> [TASK DESCRIPTION]: The answer must consist of every line in the data below that holds the word "users".

> [SUPPLIED MATERIAL]:

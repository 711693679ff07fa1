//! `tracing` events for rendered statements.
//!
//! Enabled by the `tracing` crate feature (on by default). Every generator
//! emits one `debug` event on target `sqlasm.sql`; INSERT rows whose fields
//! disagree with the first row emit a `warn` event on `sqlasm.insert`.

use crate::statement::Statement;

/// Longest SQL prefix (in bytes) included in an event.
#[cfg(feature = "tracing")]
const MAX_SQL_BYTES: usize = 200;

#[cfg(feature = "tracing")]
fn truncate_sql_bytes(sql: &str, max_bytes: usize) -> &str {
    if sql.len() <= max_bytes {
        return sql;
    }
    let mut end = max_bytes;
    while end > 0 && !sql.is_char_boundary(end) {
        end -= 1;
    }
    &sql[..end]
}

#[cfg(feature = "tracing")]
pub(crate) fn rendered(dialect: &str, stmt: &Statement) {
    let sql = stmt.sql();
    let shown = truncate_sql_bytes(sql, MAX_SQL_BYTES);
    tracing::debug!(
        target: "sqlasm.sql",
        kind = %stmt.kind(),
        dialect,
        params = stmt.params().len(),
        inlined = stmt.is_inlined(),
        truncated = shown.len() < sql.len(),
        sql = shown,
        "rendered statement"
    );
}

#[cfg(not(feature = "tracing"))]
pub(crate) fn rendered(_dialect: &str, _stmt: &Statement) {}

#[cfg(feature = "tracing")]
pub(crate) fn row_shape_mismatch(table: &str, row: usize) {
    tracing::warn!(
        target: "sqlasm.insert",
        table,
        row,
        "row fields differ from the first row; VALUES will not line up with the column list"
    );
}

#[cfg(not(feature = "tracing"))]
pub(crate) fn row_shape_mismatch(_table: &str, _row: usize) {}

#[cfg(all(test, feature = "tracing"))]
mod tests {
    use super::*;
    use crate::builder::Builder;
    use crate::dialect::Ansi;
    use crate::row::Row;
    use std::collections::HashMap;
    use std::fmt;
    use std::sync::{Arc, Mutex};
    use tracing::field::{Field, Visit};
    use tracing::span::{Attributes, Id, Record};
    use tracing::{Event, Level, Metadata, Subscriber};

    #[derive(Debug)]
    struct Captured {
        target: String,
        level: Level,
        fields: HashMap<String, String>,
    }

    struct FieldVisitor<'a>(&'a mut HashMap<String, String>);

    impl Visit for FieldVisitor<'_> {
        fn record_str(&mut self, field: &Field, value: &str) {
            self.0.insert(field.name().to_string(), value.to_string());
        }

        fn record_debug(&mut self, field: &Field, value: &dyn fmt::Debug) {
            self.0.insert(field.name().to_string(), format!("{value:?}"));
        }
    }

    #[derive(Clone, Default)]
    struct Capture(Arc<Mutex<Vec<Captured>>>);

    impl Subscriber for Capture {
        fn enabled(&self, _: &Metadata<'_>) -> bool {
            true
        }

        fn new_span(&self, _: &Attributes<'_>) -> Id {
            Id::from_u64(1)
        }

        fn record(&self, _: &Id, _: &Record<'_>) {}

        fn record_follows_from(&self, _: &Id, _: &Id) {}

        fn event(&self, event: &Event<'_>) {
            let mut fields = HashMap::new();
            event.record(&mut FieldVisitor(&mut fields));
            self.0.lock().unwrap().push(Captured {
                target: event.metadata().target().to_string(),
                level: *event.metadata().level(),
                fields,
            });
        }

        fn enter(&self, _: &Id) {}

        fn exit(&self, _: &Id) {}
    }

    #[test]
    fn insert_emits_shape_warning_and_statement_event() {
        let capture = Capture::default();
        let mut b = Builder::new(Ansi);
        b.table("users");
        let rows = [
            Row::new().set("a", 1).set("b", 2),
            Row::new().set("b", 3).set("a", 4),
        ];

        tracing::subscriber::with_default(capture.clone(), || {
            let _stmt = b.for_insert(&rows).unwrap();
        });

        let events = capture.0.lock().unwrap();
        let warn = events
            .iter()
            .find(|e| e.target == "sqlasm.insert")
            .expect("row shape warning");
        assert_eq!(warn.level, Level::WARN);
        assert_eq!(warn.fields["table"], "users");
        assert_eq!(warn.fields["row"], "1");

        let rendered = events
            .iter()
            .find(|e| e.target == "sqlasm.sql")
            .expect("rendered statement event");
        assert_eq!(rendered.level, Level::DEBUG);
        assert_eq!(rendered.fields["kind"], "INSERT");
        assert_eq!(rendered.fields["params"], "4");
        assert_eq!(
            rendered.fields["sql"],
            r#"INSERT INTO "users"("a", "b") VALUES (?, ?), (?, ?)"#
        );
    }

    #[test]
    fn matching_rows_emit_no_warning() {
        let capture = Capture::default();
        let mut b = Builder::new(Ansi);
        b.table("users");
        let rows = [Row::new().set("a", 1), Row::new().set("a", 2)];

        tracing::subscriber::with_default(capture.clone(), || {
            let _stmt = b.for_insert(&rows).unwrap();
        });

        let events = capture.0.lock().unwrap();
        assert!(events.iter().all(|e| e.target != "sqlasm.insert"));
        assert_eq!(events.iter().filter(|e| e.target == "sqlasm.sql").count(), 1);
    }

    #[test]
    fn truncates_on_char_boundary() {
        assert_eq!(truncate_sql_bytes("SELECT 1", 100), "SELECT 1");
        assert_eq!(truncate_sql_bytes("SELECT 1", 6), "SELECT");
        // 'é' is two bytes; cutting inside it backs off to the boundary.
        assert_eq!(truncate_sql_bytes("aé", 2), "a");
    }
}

...

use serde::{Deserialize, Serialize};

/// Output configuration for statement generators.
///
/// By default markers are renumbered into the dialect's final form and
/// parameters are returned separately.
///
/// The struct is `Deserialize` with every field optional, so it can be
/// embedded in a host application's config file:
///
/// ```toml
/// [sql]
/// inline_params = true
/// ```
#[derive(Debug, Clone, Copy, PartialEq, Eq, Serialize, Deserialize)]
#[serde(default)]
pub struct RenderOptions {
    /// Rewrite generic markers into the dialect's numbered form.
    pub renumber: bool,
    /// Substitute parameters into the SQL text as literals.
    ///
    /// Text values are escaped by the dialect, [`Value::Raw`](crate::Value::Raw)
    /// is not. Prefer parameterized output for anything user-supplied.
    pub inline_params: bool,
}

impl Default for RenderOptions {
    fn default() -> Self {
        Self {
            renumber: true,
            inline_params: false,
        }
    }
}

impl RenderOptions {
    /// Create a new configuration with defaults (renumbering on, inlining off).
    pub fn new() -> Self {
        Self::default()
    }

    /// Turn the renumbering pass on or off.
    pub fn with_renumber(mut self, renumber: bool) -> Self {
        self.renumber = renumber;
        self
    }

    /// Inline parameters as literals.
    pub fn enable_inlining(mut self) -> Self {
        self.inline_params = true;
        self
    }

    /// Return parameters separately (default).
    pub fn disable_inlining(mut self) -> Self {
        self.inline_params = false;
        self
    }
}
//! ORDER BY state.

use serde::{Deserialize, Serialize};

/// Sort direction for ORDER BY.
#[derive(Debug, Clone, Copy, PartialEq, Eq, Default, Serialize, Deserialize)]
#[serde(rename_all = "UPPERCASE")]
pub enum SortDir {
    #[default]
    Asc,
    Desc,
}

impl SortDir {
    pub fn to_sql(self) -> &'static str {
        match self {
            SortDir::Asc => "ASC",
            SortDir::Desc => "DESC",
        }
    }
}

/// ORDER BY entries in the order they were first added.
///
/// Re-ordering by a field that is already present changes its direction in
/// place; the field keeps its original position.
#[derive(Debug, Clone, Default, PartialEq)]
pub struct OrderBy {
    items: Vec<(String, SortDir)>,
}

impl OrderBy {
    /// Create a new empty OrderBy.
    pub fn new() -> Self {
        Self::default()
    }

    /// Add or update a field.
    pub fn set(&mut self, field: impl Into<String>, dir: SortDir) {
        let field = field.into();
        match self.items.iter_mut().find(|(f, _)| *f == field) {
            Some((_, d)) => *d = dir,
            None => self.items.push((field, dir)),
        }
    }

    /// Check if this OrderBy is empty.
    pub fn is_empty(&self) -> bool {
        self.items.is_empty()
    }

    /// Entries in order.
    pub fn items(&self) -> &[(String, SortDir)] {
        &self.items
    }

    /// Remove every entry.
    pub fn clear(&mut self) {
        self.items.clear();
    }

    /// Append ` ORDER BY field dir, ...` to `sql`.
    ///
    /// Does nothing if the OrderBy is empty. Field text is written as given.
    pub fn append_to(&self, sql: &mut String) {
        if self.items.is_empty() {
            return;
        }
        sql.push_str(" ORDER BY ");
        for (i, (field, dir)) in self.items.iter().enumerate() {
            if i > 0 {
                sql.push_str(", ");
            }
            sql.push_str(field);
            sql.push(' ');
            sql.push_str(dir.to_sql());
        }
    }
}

> [ANSWER TO THIS TASK]:
        b.table("users");
        assert_eq!(warn.fields["table"], "users");
            r#"INSERT INTO "users"("a", "b") VALUES (?, ?), (?, ?)"#
        b.table("users");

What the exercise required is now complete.